MINES ParisTech CAS - Centre automatique et systèmes

Using distributed magnetometry in navigation of heavy launchers and space vehicles

Authors: Nicolas Praly, Nicolas Petit, Julien Laurent-Varin, 4TH EUROPEAN CONFERENCE FOR AEROSPACE SCIENCES (EUCASS), July 4 2011, St Petersburg
Recently, a new technique has emerged to address the general problem of reconstructing the inertial velocity of a rigid body moving in a magnetically disturbed region. The contribution of this paper is to apply the developed method, in a prospective spirit, to a case of space navigation in view of estimating the performance improvement that could be obtained using state-of-the-art magnetometer technology onboard heavy launchers and other space vehicles.

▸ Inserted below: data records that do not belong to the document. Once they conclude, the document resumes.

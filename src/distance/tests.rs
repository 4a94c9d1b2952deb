use super::*;

fn pseudo_random_hashes(rows: usize, width: usize, seed: u64) -> Vec<f32> {
    (0..rows * width)
        .map(|i| {
            let mixed = (seed.wrapping_mul(2654435761).wrapping_add(i as u64 * 40503)) % 1000;
            (mixed as f32 / 1000.0) - 0.5
        })
        .collect()
}

#[test]
fn test_hamming_basic() {
    assert_eq!(hamming(0b0000, 0b0000), 0);
    assert_eq!(hamming(0b0001, 0b1111), 3);
    assert_eq!(hamming(0, u64::MAX), 64);
}

#[test]
fn test_distances_into() {
    let db = [0b0000, 0b1111, 0b0011];
    let mut out = [0u8; 3];
    distances_into(0b0001, &db, &mut out);

    assert_eq!(out, [1, 3, 1]);
}

#[test]
fn test_hamming_distance_scenario() {
    let db = [
        -1.0, -1.0, -1.0, -1.0, //
        1.0, 1.0, 1.0, 1.0, //
        1.0, 1.0, -1.0, -1.0,
    ];
    let query = [1.0, -1.0, -1.0, -1.0];
    let db = HashMatrix::new(&db, 3, 4).expect("valid");
    let query = HashMatrix::new(&query, 1, 4).expect("valid");

    let d = hamming_distance(&db, &query).expect("compatible");

    assert_eq!(d.shape(), (1, 3));
    assert_eq!(d.row(0), &[1, 3, 1]);
}

#[test]
fn test_hamming_distance_symmetric_and_zero_diagonal() {
    for width in [1, 24, 32, 33, 48, 64] {
        let data = pseudo_random_hashes(20, width, width as u64);
        let m = HashMatrix::new(&data, 20, width).expect("valid");
        let d = hamming_distance(&m, &m).expect("compatible");

        for i in 0..20 {
            assert_eq!(d.get(i, i), 0, "width {width}: self distance must be zero");
            for j in 0..20 {
                assert_eq!(d.get(i, j), d.get(j, i), "width {width}: asymmetric at {i},{j}");
                assert!(d.get(i, j) as usize <= width);
            }
        }
    }
}

#[test]
fn test_hamming_distance_orientation() {
    let db_data = pseudo_random_hashes(7, 16, 1);
    let query_data = pseudo_random_hashes(3, 16, 2);
    let db = HashMatrix::new(&db_data, 7, 16).expect("valid");
    let query = HashMatrix::new(&query_data, 3, 16).expect("valid");

    let forward = hamming_distance(&db, &query).expect("compatible");
    let backward = hamming_distance(&query, &db).expect("compatible");

    assert_eq!(forward.shape(), (3, 7));
    assert_eq!(backward.shape(), (7, 3));
    for q in 0..3 {
        for n in 0..7 {
            assert_eq!(forward.get(q, n), backward.get(n, q));
        }
    }
}

#[test]
fn test_hamming_distance_width_mismatch() {
    let db = HashMatrix::new(&[1.0; 8], 2, 4).expect("valid");
    let query = HashMatrix::new(&[1.0; 6], 2, 3).expect("valid");

    assert_eq!(
        hamming_distance(&db, &query).unwrap_err(),
        ShapeError::WidthMismatch { db: 4, query: 3 }
    );
}

#[test]
fn test_hamming_distance_width_too_large() {
    let data = vec![1.0; 65];
    let m = HashMatrix::new(&data, 1, 65).expect("valid");

    assert_eq!(
        hamming_distance(&m, &m).unwrap_err(),
        ShapeError::WidthTooLarge { width: 65, max: 64 }
    );
}

#[test]
fn test_hamming_distance_empty_database() {
    let db = HashMatrix::new(&[], 0, 8).expect("valid");
    let query = HashMatrix::new(&[1.0; 16], 2, 8).expect("valid");

    let d = hamming_distance(&db, &query).expect("compatible");
    assert_eq!(d.shape(), (2, 0));
    assert!(d.as_slice().is_empty());
}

The main underlying idea of the approach is to estimate the inertial velocity by readings of the magnetic field at spatially distributed (known) locations on the rigid body. Mathematically, through a chain-rule differentiation involving variables commonly appearing in classic inertial navigation, an estimate of this velocity can be obtained.
In this paper, we show the potential of this method in the field of navigation of heavy launchers passing through particular regions of the Earth magnetosphere as considered, e.g., for upcoming Galileo missions. Numerical results based on the specifications of candidate embedded magnetic sensors stress the relevance of the approach.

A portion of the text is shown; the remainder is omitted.